Many of these are at increased risk of more serious COVID-19 infection. Although few transplant patients have died from it, they have probably been particularly assiduous about self-isolation. Long-term haemodialysis patients have fared less well, with very sad figures reported from some local units. However patients on haemodialysis are on average older, more likely to be frail, have a high rate of other conditions apart from kidney disease, and most have to travel to a dialysis unit three times a week for treatment, raising the risk of exposure to the virus. Many patients with less severe kidney disease are at intermediate risk.

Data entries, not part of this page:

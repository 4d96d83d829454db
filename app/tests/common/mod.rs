//! Fixtures shared by the view integration tests.

#![allow(dead_code, clippy::unwrap_used)]

use gather::{NoticeBoard, NoticeDurations, SyncEnvironment};
use gather_core::remote::Table;
use gather_testing::{InMemoryBackend, test_clock};
use serde_json::{Value, json};
use std::sync::Arc;
use std::time::Duration;

/// Generous bound for anything the views do in the background
pub const SETTLE: Duration = Duration::from_secs(2);

/// Backend with an organizer, two participants and three events
pub struct World {
    pub backend: InMemoryBackend,
    pub organizer_id: String,
    pub member_id: String,
    pub other_id: String,
}

pub const ORGANIZER: &str = "olive@example.com";
pub const MEMBER: &str = "pat@example.com";
pub const OTHER: &str = "sam@example.com";
pub const PASSWORD: &str = "password";

pub fn world() -> World {
    gather_testing::helpers::init_tracing();
    let backend = InMemoryBackend::new();
    let organizer_id = backend
        .register(ORGANIZER, PASSWORD, "Olive", "organizer")
        .unwrap();
    let member_id = backend.register(MEMBER, PASSWORD, "Pat", "participant").unwrap();
    let other_id = backend.register(OTHER, PASSWORD, "Sam", "participant").unwrap();

    backend.seed(
        Table::Events,
        [
            event_row("e2", "Jazz night", "2030-02-01", "music", &organizer_id),
            event_row("e1", "Rust meetup", "2030-01-01", "technology", &organizer_id),
            event_row("e3", "Founders breakfast", "2030-03-01", "business", &organizer_id),
        ],
    );

    World {
        backend,
        organizer_id,
        member_id,
        other_id,
    }
}

pub fn event_row(id: &str, title: &str, date: &str, category: &str, organizer_id: &str) -> Value {
    json!({
        "id": id,
        "title": title,
        "description": format!("All about {title}"),
        "date": date,
        "time": "18:00:00",
        "location": "Hall A",
        "category": category,
        "organizer_id": organizer_id,
    })
}

fn notices() -> (NoticeBoard, Arc<gather_testing::FixedClock>) {
    let clock = Arc::new(test_clock());
    (NoticeBoard::new(clock.clone(), NoticeDurations::default()), clock)
}

/// Environment signed in as `email`
pub async fn signed_in(backend: &InMemoryBackend, email: &str) -> SyncEnvironment {
    let client = Arc::new(backend.sign_in(email, PASSWORD).await.unwrap());
    let (board, clock) = notices();
    SyncEnvironment::start(client, board, clock).await.unwrap()
}

/// Environment with nobody signed in
pub async fn anonymous(backend: &InMemoryBackend) -> SyncEnvironment {
    let (board, clock) = notices();
    SyncEnvironment::start(Arc::new(backend.client()), board, clock)
        .await
        .unwrap()
}

/// Date of the seeded `e1`
pub fn e1_date() -> chrono::NaiveDate {
    chrono::NaiveDate::from_ymd_opt(2030, 1, 1).unwrap()
}

/// Let in-flight background work reach the backend
pub async fn quiesce() {
    tokio::time::sleep(Duration::from_millis(50)).await;
}
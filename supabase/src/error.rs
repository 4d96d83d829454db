//! Supabase error types and their mapping onto the client-facing errors.

use gather_core::auth::AuthError;
use gather_core::remote::RemoteError;
use serde::Deserialize;
use thiserror::Error;

/// Error body returned by PostgREST
#[derive(Debug, Clone, Default, PartialEq, Eq, Deserialize)]
pub struct PostgrestErrorBody {
    /// Postgres or PostgREST error code (`PGRST116`, `23505`, ...)
    #[serde(default)]
    pub code: Option<String>,
    /// Human readable message
    #[serde(default)]
    pub message: Option<String>,
    /// Extra detail
    #[serde(default)]
    pub details: Option<String>,
    /// Hint from the database
    #[serde(default)]
    pub hint: Option<String>,
}

/// Error body returned by GoTrue
///
/// GoTrue has used several shapes over time; every field is optional.
#[derive(Debug, Clone, Default, PartialEq, Eq, Deserialize)]
pub struct GoTrueErrorBody {
    /// Legacy error code (`invalid_grant`)
    #[serde(default)]
    pub error: Option<String>,
    /// Legacy description
    #[serde(default)]
    pub error_description: Option<String>,
    /// Current error code (`invalid_credentials`, `user_already_exists`)
    #[serde(default)]
    pub error_code: Option<String>,
    /// Message
    #[serde(default, alias = "message")]
    pub msg: Option<String>,
}

impl GoTrueErrorBody {
    fn text(&self) -> String {
        self.msg
            .clone()
            .or_else(|| self.error_description.clone())
            .or_else(|| self.error.clone())
            .unwrap_or_else(|| "Authentication failed".to_string())
    }
}

/// Errors from the Supabase client
#[derive(Error, Debug)]
pub enum SupabaseError {
    /// The project URL could not be parsed
    #[error("Invalid Supabase URL: {0}")]
    InvalidUrl(String),

    /// The request was refused before it was sent
    #[error("Invalid request: {0}")]
    InvalidRequest(String),

    /// The HTTP client could not be built
    #[error("HTTP client error: {0}")]
    Client(String),

    /// Network failure or timeout
    #[error("Transport error: {0}")]
    Transport(String),

    /// The response body did not match the expected shape
    #[error("Decode error: {0}")]
    Decode(String),

    /// PostgREST rejected the request
    #[error("PostgREST error ({status}): {body:?}")]
    Postgrest {
        /// HTTP status
        status: u16,
        /// Parsed body
        body: PostgrestErrorBody,
    },

    /// GoTrue rejected the request
    #[error("GoTrue error ({status}): {body:?}")]
    GoTrue {
        /// HTTP status
        status: u16,
        /// Parsed body
        body: GoTrueErrorBody,
    },

    /// Realtime channel failure
    #[error("Realtime error: {0}")]
    Realtime(String),
}

impl From<reqwest::Error> for SupabaseError {
    fn from(err: reqwest::Error) -> Self {
        if err.is_decode() {
            SupabaseError::Decode(err.to_string())
        } else {
            SupabaseError::Transport(err.to_string())
        }
    }
}

impl From<SupabaseError> for RemoteError {
    fn from(err: SupabaseError) -> Self {
        match err {
            SupabaseError::Postgrest { status, body } => postgrest_to_remote(status, body),
            SupabaseError::GoTrue { status, body } => match status {
                401 => RemoteError::Unauthorized(body.text()),
                403 => RemoteError::PermissionDenied(body.text()),
                _ => {
                    let message = body.text();
                    RemoteError::Api {
                        status,
                        code: body.error_code.or(body.error),
                        message,
                    }
                },
            },
            SupabaseError::Decode(message) => RemoteError::Decode(message),
            SupabaseError::Realtime(message) => RemoteError::Subscription(message),
            SupabaseError::InvalidUrl(message) | SupabaseError::InvalidRequest(message) => {
                RemoteError::InvalidRequest(message)
            },
            SupabaseError::Client(message) | SupabaseError::Transport(message) => {
                RemoteError::Transport(message)
            },
        }
    }
}

fn postgrest_to_remote(status: u16, body: PostgrestErrorBody) -> RemoteError {
    let message = body
        .message
        .clone()
        .unwrap_or_else(|| format!("Request failed with status {status}"));

    match (body.code.as_deref(), status) {
        (Some("PGRST116"), _) | (_, 404) => RemoteError::NotFound(message),
        (Some("42501"), _) | (_, 403) => RemoteError::PermissionDenied(message),
        (_, 401) => RemoteError::Unauthorized(message),
        (Some("23505"), _) => RemoteError::Conflict(message),
        _ => RemoteError::Api {
            status,
            code: body.code,
            message,
        },
    }
}

impl From<SupabaseError> for AuthError {
    fn from(err: SupabaseError) -> Self {
        match err {
            SupabaseError::GoTrue { status, body } => {
                let code = body.error_code.as_deref().or(body.error.as_deref());
                let text = body.text();
                if matches!(code, Some("invalid_grant" | "invalid_credentials")) && status == 400 {
                    AuthError::InvalidCredentials
                } else if matches!(code, Some("user_already_exists"))
                    || text.contains("already registered")
                {
                    AuthError::AlreadyRegistered
                } else {
                    AuthError::Rejected(text)
                }
            },
            SupabaseError::Transport(message) | SupabaseError::Client(message) => {
                AuthError::Transport(message)
            },
            other => AuthError::Rejected(other.to_string()),
        }
    }
}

Renal patients are generally a very realistic group. Many older or sicker patients were clear that they didn’t want intensive treatment if they got COVID-19.

Working during the peak

Early on, everything was unfamiliar, uncertain, and scary. There were strong suspicions that protective equipment was inadequate, but even with it, staff were afraid both of catching the infection themselves, and of taking it back to their families. These fears lessened with time, and many found that working reduced their anxiety. The diversion of work, but in particular a strong feeling of camaraderie, with all healthcare professions working together with common purpose, were powerful factors. There has been a strong feeling that the NHS is the right system to rise to the challenge.

Teaching

It is a story for another place of how medical schools switched so quickly to remote teaching for early years students, and made efforts to return to workplace teaching as soon as possible for the later years, and to maintain authentic and robust assessments. This has required an enormous effort too.

What next

Academic and research colleagues, and surgeons whose work had stopped, who stepped up to prop up medical services during the acute crisis, will need to go back. Clinical services need to return to doing their routine tasks efficiently in new, distanced and protected ways of working. These are not built into the system at the moment – every encounter and virtual encounter takes much longer. This is a huge challenge if we are to prevent a long slow wave of illness and mortality from reduced recognition and care of other diseases.

Lasting benefits?

Will there be lasting benefits from some of the things that have been rapidly implemented for the crisis? We must hope so. Much more use of electronic media to communicate with patients and with each other. Rapid routes to mounting important research studies. Remote ways to manage consultations.

Continuity of care

Remote consultations can reduce attendances, but take as long or longer for staff, and don’t work nearly as well if you don’t know the patient. Consistency of practitioner looks expensive to managers, but longitudinal studies suggest the opposite, and patients with chronic conditions consistently rate ‘seeing a practitioner who knows you’ amongst their highest priorities.

Discussing individual risks and compromises with patients has been an important element of the pandemic – most conducted by phone and messaging. That’s much harder if you don’t know the person you’re talking to. Let’s be optimistic about how all this will go.

Authorship

Written for a medical school alumni journal in June 2020, posted here November 2025.